**PROVIDED DATA:**
┏━━
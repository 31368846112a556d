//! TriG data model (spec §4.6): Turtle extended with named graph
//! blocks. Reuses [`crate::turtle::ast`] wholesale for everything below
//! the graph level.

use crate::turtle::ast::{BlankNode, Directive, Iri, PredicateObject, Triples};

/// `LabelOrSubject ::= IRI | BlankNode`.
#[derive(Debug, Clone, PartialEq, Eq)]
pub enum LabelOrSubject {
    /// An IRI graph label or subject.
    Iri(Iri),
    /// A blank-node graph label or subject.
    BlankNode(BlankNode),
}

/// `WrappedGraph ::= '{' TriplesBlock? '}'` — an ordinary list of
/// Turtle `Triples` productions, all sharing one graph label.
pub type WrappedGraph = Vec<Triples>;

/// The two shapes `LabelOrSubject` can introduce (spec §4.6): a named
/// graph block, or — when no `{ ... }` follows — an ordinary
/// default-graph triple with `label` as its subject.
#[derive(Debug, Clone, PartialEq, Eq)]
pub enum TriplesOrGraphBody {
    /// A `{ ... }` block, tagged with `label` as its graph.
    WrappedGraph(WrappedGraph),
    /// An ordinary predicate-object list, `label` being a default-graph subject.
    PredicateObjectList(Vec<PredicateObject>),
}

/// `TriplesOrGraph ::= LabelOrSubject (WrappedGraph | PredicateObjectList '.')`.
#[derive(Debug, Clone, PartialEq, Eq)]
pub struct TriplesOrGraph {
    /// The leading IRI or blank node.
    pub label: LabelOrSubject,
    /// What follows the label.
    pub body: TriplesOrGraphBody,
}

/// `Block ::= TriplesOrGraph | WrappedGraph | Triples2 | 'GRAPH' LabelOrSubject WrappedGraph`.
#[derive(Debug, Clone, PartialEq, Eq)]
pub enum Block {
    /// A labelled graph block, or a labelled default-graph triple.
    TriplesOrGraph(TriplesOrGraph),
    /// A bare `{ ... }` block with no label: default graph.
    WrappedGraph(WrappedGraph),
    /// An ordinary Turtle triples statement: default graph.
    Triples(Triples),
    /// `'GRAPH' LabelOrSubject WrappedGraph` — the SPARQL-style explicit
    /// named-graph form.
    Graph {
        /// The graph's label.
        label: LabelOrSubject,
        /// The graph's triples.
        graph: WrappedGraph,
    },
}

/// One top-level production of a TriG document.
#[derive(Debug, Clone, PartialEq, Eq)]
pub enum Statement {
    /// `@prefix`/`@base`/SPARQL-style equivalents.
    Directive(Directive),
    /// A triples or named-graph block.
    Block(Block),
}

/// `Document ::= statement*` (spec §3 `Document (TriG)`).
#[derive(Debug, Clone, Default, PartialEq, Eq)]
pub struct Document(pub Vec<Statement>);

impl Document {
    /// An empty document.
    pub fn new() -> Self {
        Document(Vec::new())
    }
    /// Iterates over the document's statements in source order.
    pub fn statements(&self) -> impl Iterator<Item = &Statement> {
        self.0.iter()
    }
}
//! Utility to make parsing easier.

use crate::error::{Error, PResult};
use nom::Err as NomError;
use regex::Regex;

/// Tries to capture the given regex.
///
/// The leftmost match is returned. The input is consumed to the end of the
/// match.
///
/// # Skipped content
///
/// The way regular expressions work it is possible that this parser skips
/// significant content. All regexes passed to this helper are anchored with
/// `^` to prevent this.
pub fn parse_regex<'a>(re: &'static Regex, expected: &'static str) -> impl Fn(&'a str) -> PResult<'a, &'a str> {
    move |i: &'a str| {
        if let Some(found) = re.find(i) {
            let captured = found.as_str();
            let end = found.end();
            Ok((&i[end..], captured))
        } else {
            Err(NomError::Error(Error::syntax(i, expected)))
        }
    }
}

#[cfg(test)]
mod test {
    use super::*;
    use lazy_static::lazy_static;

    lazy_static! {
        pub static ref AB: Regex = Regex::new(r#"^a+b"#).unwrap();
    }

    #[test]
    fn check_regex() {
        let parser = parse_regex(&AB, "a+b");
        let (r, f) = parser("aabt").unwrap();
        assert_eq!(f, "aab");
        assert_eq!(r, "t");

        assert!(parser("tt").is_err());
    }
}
┗━━
Transcribe the material above in full.

**TASK RESULT:**
repository 31368846112a556d
//! TriG data model (spec §4.6): Turtle extended with named graph
//! blocks. Reuses [`crate::turtle::ast`] wholesale for everything below
//! the graph level.

use crate::turtle::ast::{BlankNode, Directive, Iri, PredicateObject, Triples};

/// `LabelOrSubject ::= IRI | BlankNode`.
#[derive(Debug, Clone, PartialEq, Eq)]
pub enum LabelOrSubject {
    /// An IRI graph label or subject.
    Iri(Iri),
    /// A blank-node graph label or subject.
    BlankNode(BlankNode),
}

/// `WrappedGraph ::= '{' TriplesBlock? '}'` — an ordinary list of
/// Turtle `Triples` productions, all sharing one graph label.
pub type WrappedGraph = Vec<Triples>;

/// The two shapes `LabelOrSubject` can introduce (spec §4.6): a named
/// graph block, or — when no `{ ... }` follows — an ordinary
/// default-graph triple with `label` as its subject.
#[derive(Debug, Clone, PartialEq, Eq)]
pub enum TriplesOrGraphBody {
    /// A `{ ... }` block, tagged with `label` as its graph.
    WrappedGraph(WrappedGraph),
    /// An ordinary predicate-object list, `label` being a default-graph subject.
    PredicateObjectList(Vec<PredicateObject>),
}

/// `TriplesOrGraph ::= LabelOrSubject (WrappedGraph | PredicateObjectList '.')`.
#[derive(Debug, Clone, PartialEq, Eq)]
pub struct TriplesOrGraph {
    /// The leading IRI or blank node.
    pub label: LabelOrSubject,
    /// What follows the label.
    pub body: TriplesOrGraphBody,
}

/// `Block ::= TriplesOrGraph | WrappedGraph | Triples2 | 'GRAPH' LabelOrSubject WrappedGraph`.
#[derive(Debug, Clone, PartialEq, Eq)]
pub enum Block {
    /// A labelled graph block, or a labelled default-graph triple.
    TriplesOrGraph(TriplesOrGraph),
    /// A bare `{ ... }` block with no label: default graph.
    WrappedGraph(WrappedGraph),
    /// An ordinary Turtle triples statement: default graph.
    Triples(Triples),
    /// `'GRAPH' LabelOrSubject WrappedGraph` — the SPARQL-style explicit
    /// named-graph form.
    Graph {
        /// The graph's label.
        label: LabelOrSubject,
        /// The graph's triples.
        graph: WrappedGraph,
    },
}

/// One top-level production of a TriG document.
#[derive(Debug, Clone, PartialEq, Eq)]
pub enum Statement {
    /// `@prefix`/`@base`/SPARQL-style equivalents.
    Directive(Directive),
    /// A triples or named-graph block.
    Block(Block),
}

/// `Document ::= statement*` (spec §3 `Document (TriG)`).
#[derive(Debug, Clone, Default, PartialEq, Eq)]
pub struct Document(pub Vec<Statement>);

impl Document {
    /// An empty document.
    pub fn new() -> Self {
        Document(Vec::new())
    }
    /// Iterates over the document's statements in source order.
    pub fn statements(&self) -> impl Iterator<Item = &Statement> {
        self.0.iter()
    }
}
//! Utility to make parsing easier.

use crate::error::{Error, PResult};
use nom::Err as NomError;
use regex::Regex;

/// Tries to capture the given regex.
///
/// The leftmost match is returned. The input is consumed to the end of the
/// match.
///
/// # Skipped content
///
/// The way regular expressions work it is possible that this parser skips
/// significant content. All regexes passed to this helper are anchored with
/// `^` to prevent this.
pub fn parse_regex<'a>(re: &'static Regex, expected: &'static str) -> impl Fn(&'a str) -> PResult<'a, &'a str> {
    move |i: &'a str| {
        if let Some(found) = re.find(i) {
            let captured = found.as_str();
            let end = found.end();
            Ok((&i[end..], captured))
        } else {
            Err(NomError::Error(Error::syntax(i, expected)))
        }
    }
}

#[cfg(test)]
mod test {
    use super::*;
    use lazy_static::lazy_static;

    lazy_static! {
        pub static ref AB: Regex = Regex::new(r#"^a+b"#).unwrap();
    }

    #[test]
    fn check_regex() {
        let parser = parse_regex(&AB, "a+b");
        let (r, f) = parser("aabt").unwrap();
        assert_eq!(f, "aab");
        assert_eq!(r, "t");

        assert!(parser("tt").is_err());
    }
}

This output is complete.